Most laboratories in the country that are classified as Level 2 can conduct testing with the ministry’s approval. However, their testing capabilities must be checked by the appropriate departments, Dr. Supakit said.

Additionally, he denied that monkeypox could be transmitted through the air while stating that Covid-19 precautions, such as frequent hand washing and maintaining physical distance, can be used to prevent the spread of monkeypox.

No additional infections

A government spokesperson said Monday that although no additional infections have been detected in connection with the case of the Nigerian national, Prime Minister Prayut Chan-o-cha has ordered the Public Health Ministry and related agencies to be on high alert.

Mr. Thanakorn said the Immigration Bureau was ordered to monitor arrivals from at-risk countries.

According to Dr. Yong Poovorawan, head of the Center of Excellence in Clinical Virology at Chulalongkorn University’s Faculty of Medicine, monkeypox is not a serious disease with a fatality rate less than 3:10,000.

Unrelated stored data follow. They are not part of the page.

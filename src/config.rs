//! Configuration management for contracheck.
//!
//! Settings are read from an optional TOML file and overridden by
//! environment variables (a `.env` file is loaded at startup). Every
//! section has sensible defaults so the tool runs with no config at all.

use std::fs;
use std::path::{Path, PathBuf};
use std::time::Duration;

use serde::{Deserialize, Serialize};

/// Environment variable holding the registry API key.
pub const REGISTRY_API_KEY_ENV: &str = "COMPANIES_HOUSE_API";

/// Top-level application configuration.
#[derive(Debug, Clone, Default, Serialize, Deserialize)]
pub struct AppConfig {
    #[serde(default)]
    pub ocr: OcrSettings,
    #[serde(default)]
    pub registry: RegistrySettings,
    #[serde(default)]
    pub cache: CacheSettings,
}

impl AppConfig {
    /// Load configuration from a TOML file, falling back to defaults when
    /// the file is absent. Environment overrides are applied afterwards.
    pub fn load(path: Option<&Path>) -> anyhow::Result<Self> {
        let mut config = match path {
            Some(p) if p.exists() => {
                let raw = fs::read_to_string(p)?;
                toml::from_str(&raw)?
            }
            Some(p) => {
                anyhow::bail!("config file not found: {}", p.display());
            }
            None => Self::default(),
        };
        config.apply_env();
        Ok(config)
    }

    fn apply_env(&mut self) {
        if let Ok(key) = std::env::var(REGISTRY_API_KEY_ENV) {
            if !key.trim().is_empty() {
                self.registry.api_key = Some(key);
            }
        }
    }
}

/// OCR extraction pipeline settings.
#[derive(Debug, Clone, Serialize, Deserialize)]
#[serde(default)]
pub struct OcrSettings {
    /// Tesseract language packs, joined with `+` when invoking the engine.
    pub languages: Vec<String>,
    /// Minimum token confidence for a preprocessed recognition attempt.
    pub min_confidence: f32,
    /// Lower confidence bar used only by the no-preprocessing fallback.
    pub fallback_confidence: f32,
    /// Wall-clock budget for a whole extraction call, in seconds.
    pub timeout_secs: u64,
    /// Bound on concurrently processed documents in batch mode.
    pub batch_concurrency: usize,
}

impl Default for OcrSettings {
    fn default() -> Self {
        Self {
            languages: vec!["eng".to_string(), "rus".to_string()],
            min_confidence: 0.5,
            fallback_confidence: 0.1,
            timeout_secs: 180,
            batch_concurrency: 3,
        }
    }
}

impl OcrSettings {
    pub fn timeout(&self) -> Duration {
        Duration::from_secs(self.timeout_secs)
    }

    pub fn language_spec(&self) -> String {
        self.languages.join("+")
    }
}

/// Company registry client settings.
#[derive(Debug, Clone, Serialize, Deserialize)]
#[serde(default)]
pub struct RegistrySettings {
    pub base_url: String,
    /// API key sent as the basic-auth username. Taken from the
    /// `COMPANIES_HOUSE_API` environment variable when unset here.
    pub api_key: Option<String>,
    pub timeout_secs: u64,
    /// Timeout for domain-existence probes.
    pub probe_timeout_secs: u64,
    /// Global cap on in-flight registry requests.
    pub max_concurrent_requests: usize,
}

impl Default for RegistrySettings {
    fn default() -> Self {
        Self {
            base_url: "https://api.company-information.service.gov.uk".to_string(),
            api_key: None,
            timeout_secs: 15,
            probe_timeout_secs: 6,
            max_concurrent_requests: 2,
        }
    }
}

impl RegistrySettings {
    pub fn timeout(&self) -> Duration {
        Duration::from_secs(self.timeout_secs)
    }

    pub fn probe_timeout(&self) -> Duration {
        Duration::from_secs(self.probe_timeout_secs)
    }
}

/// Company cache settings.
#[derive(Debug, Clone, Serialize, Deserialize)]
#[serde(default)]
pub struct CacheSettings {
    /// Freshness window for cached company records, in days.
    pub ttl_days: i64,
    /// SQLite database path. The in-memory store is used when unset.
    pub path: Option<PathBuf>,
}

impl Default for CacheSettings {
    fn default() -> Self {
        Self {
            ttl_days: 7,
            path: None,
        }
    }
}

impl CacheSettings {
    pub fn ttl(&self) -> chrono::Duration {
        chrono::Duration::days(self.ttl_days)
    }
}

According to him, the disease is transmitted through close contact, so it is likely to be transmitted by male on male sex.

A disease transmitted through sexual contact is difficult to control or eliminate, and monkeypox is no exception,” Dr. Yong stated.

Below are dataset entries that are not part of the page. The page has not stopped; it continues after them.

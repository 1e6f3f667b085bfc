//! In-memory company store.
//!
//! Default cache when no SQLite path is configured; also the stub of
//! choice in scoring tests.

use std::collections::HashMap;
use std::sync::atomic::{AtomicI64, Ordering};

use async_trait::async_trait;
use tokio::sync::RwLock;

use super::{CompanyRecord, CompanyStore, StoreError, SuspiciousCompany};

#[derive(Default)]
pub struct MemoryStore {
    companies: RwLock<HashMap<String, (i64, CompanyRecord)>>,
    suspicious: RwLock<Vec<SuspiciousCompany>>,
    next_id: AtomicI64,
}

impl MemoryStore {
    pub fn new() -> Self {
        Self::default()
    }
}

#[async_trait]
impl CompanyStore for MemoryStore {
    async fn get_company_by_number(
        &self,
        number: &str,
    ) -> Result<Option<CompanyRecord>, StoreError> {
        let companies = self.companies.read().await;
        Ok(companies.get(number).map(|(_, record)| record.clone()))
    }

    async fn upsert_company(&self, record: CompanyRecord) -> Result<i64, StoreError> {
        let mut companies = self.companies.write().await;
        let key = record.company_number.clone();
        match companies.get_mut(&key) {
            Some((id, existing)) => {
                *existing = record;
                Ok(*id)
            }
            None => {
                let id = self.next_id.fetch_add(1, Ordering::SeqCst) + 1;
                companies.insert(key, (id, record));
                Ok(id)
            }
        }
    }

    async fn get_companies_by_name(&self, name: &str) -> Result<Vec<CompanyRecord>, StoreError> {
        let wanted = name.to_lowercase();
        let companies = self.companies.read().await;
        Ok(companies
            .values()
            .filter(|(_, record)| record.name.to_lowercase() == wanted)
            .map(|(_, record)| record.clone())
            .collect())
    }

    async fn delete_company_by_number(&self, number: &str) -> Result<bool, StoreError> {
        let mut companies = self.companies.write().await;
        Ok(companies.remove(number).is_some())
    }

    async fn find_suspicious(
        &self,
        number: Option<&str>,
        name: Option<&str>,
    ) -> Result<Option<SuspiciousCompany>, StoreError> {
        let suspicious = self.suspicious.read().await;
        if let Some(number) = number {
            return Ok(suspicious
                .iter()
                .find(|entry| entry.active && entry.company_number.as_deref() == Some(number))
                .cloned());
        }
        if let Some(name) = name {
            let wanted = name.to_lowercase();
            return Ok(suspicious
                .iter()
                .find(|entry| entry.active && entry.company_name.to_lowercase().contains(&wanted))
                .cloned());
        }
        Ok(None)
    }

    async fn add_suspicious(&self, entry: SuspiciousCompany) -> Result<(), StoreError> {
        self.suspicious.write().await.push(entry);
        Ok(())
    }
}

We will have to continue to live with this disease unless we administer effective vaccines to as many people as possible.

98% of monkeypox cases so far are in Gay or Bisexual men

According to the World Health Organization (WHO), monkeypox is not limited to sexually active people or men who have sex with men. Anyone who has close contact with someone who has symptoms is at risk.

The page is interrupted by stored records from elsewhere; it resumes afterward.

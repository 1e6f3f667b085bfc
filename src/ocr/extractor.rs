//! Extraction orchestrator.
//!
//! Tries every preprocessing strategy in order, recognizes all bitmap
//! variants of each (concurrently, on the blocking pool), and picks the
//! candidate maximizing quality x confidence. Selection happens only
//! after all attempts complete, so the outcome is deterministic for a
//! deterministic backend. Per-strategy failures are logged and skipped;
//! the call as a whole always terminates in a success or error result
//! within the configured wall-clock budget.

use std::path::{Path, PathBuf};
use std::sync::Arc;

use chrono::{DateTime, Utc};
use serde::Serialize;
use tokio::sync::Semaphore;
use tracing::{debug, info, warn};

use crate::config::OcrSettings;

use super::backend::{OcrBackend, RecognizedText};
use super::entities::{extract_entities, ExtractedEntities};
use super::normalize::normalize_text;
use super::preprocess::{load_validated, PreprocessStrategy};
use super::quality::{calculate_quality, QualityScores};
use super::variants::bitmap_variants;

/// Diagnostic for an extraction that produced no usable text.
pub const NO_TEXT_DIAGNOSTIC: &str = "No reliable text found with any method";
/// Diagnostic for an extraction that exceeded its time budget.
pub const TIMEOUT_DIAGNOSTIC: &str = "OCR processing timeout";

/// One (strategy, variant) recognition attempt that cleared the bar.
#[derive(Debug, Clone, Serialize)]
pub struct ExtractionCandidate {
    pub strategy: &'static str,
    pub variant: &'static str,
    /// Normalized text.
    pub text: String,
    pub raw_text: String,
    pub confidence: f32,
    pub quality: QualityScores,
    pub word_count: usize,
    pub character_count: usize,
    pub entities: ExtractedEntities,
}

impl ExtractionCandidate {
    fn ranking_key(&self) -> f32 {
        self.quality.overall * self.confidence
    }
}

/// Terminal output of one extraction call.
#[derive(Debug, Clone, Serialize)]
pub struct ExtractionResult {
    pub best: Option<ExtractionCandidate>,
    /// Number of recognition attempts that produced a candidate or were
    /// evaluated in the fallback step.
    pub attempts: usize,
    pub timestamp: DateTime<Utc>,
    /// Fixed diagnostic message, set only when `best` is `None`.
    pub diagnostic: Option<String>,
}

impl ExtractionResult {
    pub fn is_success(&self) -> bool {
        self.best.is_some()
    }

    fn failed(diagnostic: &str, attempts: usize) -> Self {
        Self {
            best: None,
            attempts,
            timestamp: Utc::now(),
            diagnostic: Some(diagnostic.to_string()),
        }
    }
}

/// Multi-strategy text extractor.
pub struct TextExtractor {
    backend: Arc<dyn OcrBackend>,
    min_confidence: f32,
    fallback_confidence: f32,
    timeout: std::time::Duration,
    batch_concurrency: usize,
}

impl TextExtractor {
    pub fn new(backend: Arc<dyn OcrBackend>, settings: &OcrSettings) -> Self {
        Self {
            backend,
            min_confidence: settings.min_confidence,
            fallback_confidence: settings.fallback_confidence,
            timeout: settings.timeout(),
            batch_concurrency: settings.batch_concurrency.max(1),
        }
    }

    /// Extract the most reliable text from a scanned document image.
    pub async fn extract(&self, path: &Path) -> ExtractionResult {
        match tokio::time::timeout(self.timeout, self.extract_inner(path)).await {
            Ok(result) => result,
            Err(_) => {
                warn!("extraction timed out for {}", path.display());
                ExtractionResult::failed(TIMEOUT_DIAGNOSTIC, 0)
            }
        }
    }

    /// Extract from several documents with bounded concurrency.
    pub async fn extract_batch(&self, paths: &[PathBuf]) -> Vec<(PathBuf, ExtractionResult)> {
        let gate = Arc::new(Semaphore::new(self.batch_concurrency));
        let futures = paths.iter().map(|path| {
            let gate = gate.clone();
            async move {
                let _permit = gate.acquire().await;
                (path.clone(), self.extract(path).await)
            }
        });
        futures::future::join_all(futures).await
    }

    async fn extract_inner(&self, path: &Path) -> ExtractionResult {
        let mut candidates: Vec<ExtractionCandidate> = Vec::new();
        let mut attempts = 0usize;

        for strategy in PreprocessStrategy::ordered() {
            let strategy_path = path.to_owned();
            let preprocessed =
                tokio::task::spawn_blocking(move || strategy.apply(&strategy_path)).await;

            let base = match preprocessed {
                Ok(Ok(image)) => image,
                Ok(Err(e)) => {
                    debug!("strategy {} skipped: {}", strategy.name(), e);
                    continue;
                }
                Err(e) => {
                    warn!("strategy {} panicked: {}", strategy.name(), e);
                    continue;
                }
            };

            // All variants of one strategy recognize concurrently.
            let mut handles = Vec::new();
            for (variant, image) in bitmap_variants(&base) {
                let backend = self.backend.clone();
                handles.push(tokio::task::spawn_blocking(move || {
                    (variant, backend.recognize(&image))
                }));
            }

            for handle in handles {
                attempts += 1;
                let (variant, recognized) = match handle.await {
                    Ok(outcome) => outcome,
                    Err(e) => {
                        warn!("recognition task failed: {e}");
                        continue;
                    }
                };
                let recognized = match recognized {
                    Ok(r) => r,
                    Err(e) => {
                        debug!("variant {variant} failed: {e}");
                        continue;
                    }
                };
                if recognized.text.trim().is_empty() || recognized.confidence < self.min_confidence
                {
                    continue;
                }
                let candidate = build_candidate(strategy.name(), variant, recognized);
                info!(
                    "candidate ({}, {}): confidence {:.3}, {} words",
                    candidate.strategy, candidate.variant, candidate.confidence, candidate.word_count
                );
                candidates.push(candidate);
            }
        }

        // Last resort: recognize the unprocessed original at a lower bar.
        if candidates.is_empty() {
            attempts += 1;
            let fallback_path = path.to_owned();
            let backend = self.backend.clone();
            let recognized = tokio::task::spawn_blocking(move || {
                load_validated(&fallback_path).and_then(|image| backend.recognize(&image))
            })
            .await;

            match recognized {
                Ok(Ok(r))
                    if !r.text.trim().is_empty() && r.confidence > self.fallback_confidence =>
                {
                    candidates.push(build_candidate("fallback", "original", r));
                }
                Ok(Ok(_)) => {}
                Ok(Err(e)) => debug!("fallback recognition failed: {e}"),
                Err(e) => warn!("fallback task failed: {e}"),
            }
        }

        match select_best(candidates) {
            Some(best) => {
                info!(
                    "best result: strategy={}, variant={}, confidence={:.3}, quality={:.3}",
                    best.strategy, best.variant, best.confidence, best.quality.overall
                );
                ExtractionResult {
                    best: Some(best),
                    attempts,
                    timestamp: Utc::now(),
                    diagnostic: None,
                }
            }
            None => ExtractionResult::failed(NO_TEXT_DIAGNOSTIC, attempts),
        }
    }
}

fn build_candidate(
    strategy: &'static str,
    variant: &'static str,
    recognized: RecognizedText,
) -> ExtractionCandidate {
    let text = normalize_text(&recognized.text);
    let quality = calculate_quality(&text, recognized.confidence);
    let entities = extract_entities(&text);
    ExtractionCandidate {
        strategy,
        variant,
        word_count: text.split_whitespace().count(),
        character_count: text.chars().count(),
        raw_text: recognized.text,
        confidence: recognized.confidence,
        quality,
        entities,
        text,
    }
}

/// Pick the candidate maximizing quality x confidence; ties keep the
/// earliest candidate in strategy/variant iteration order.
fn select_best(candidates: Vec<ExtractionCandidate>) -> Option<ExtractionCandidate> {
    let mut best: Option<ExtractionCandidate> = None;
    for candidate in candidates {
        match &best {
            Some(current) if candidate.ranking_key() <= current.ranking_key() => {}
            _ => best = Some(candidate),
        }
    }
    best
}
//! Contracheck - employment contract verification and trust scoring.
//!
//! Pairs a multi-strategy OCR extraction pipeline with a concurrent
//! risk-scoring engine that cross-checks extracted contract fields
//! against the UK company registry and a local company cache.

pub mod cli;
pub mod config;
pub mod ocr;
pub mod registry;
pub mod scoring;
pub mod store;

98% of the cases reported in this outbreak were among men who have sex with men. Due to the rapid spread of the virus in these social networks, men who have sex with men may currently be at higher risk of being infected if they come into close contact with someone infected.

A few cases of monkeypox have been reported at sexual health clinics. It may be that men who have sex with men seek health care more often, which may explain why we are hearing more reports of monkeypox in this population.

Monkeypox rashes can resemble some sexually transmitted diseases, including herpes and syphilis, which may partly explain why these cases are being picked up at sexual health clinics. We may identify more cases in the broader community as we learn more.

To protect those most at risk, gay, bisexual, and other men who have sex with men need to be engaged in raising awareness. As a man who has sex with men, you should be aware of your risk and take steps to ensure your safety and that of others.

Health care providers should be consulted immediately by anyone with symptoms of monkeypox so they can be tested and treated.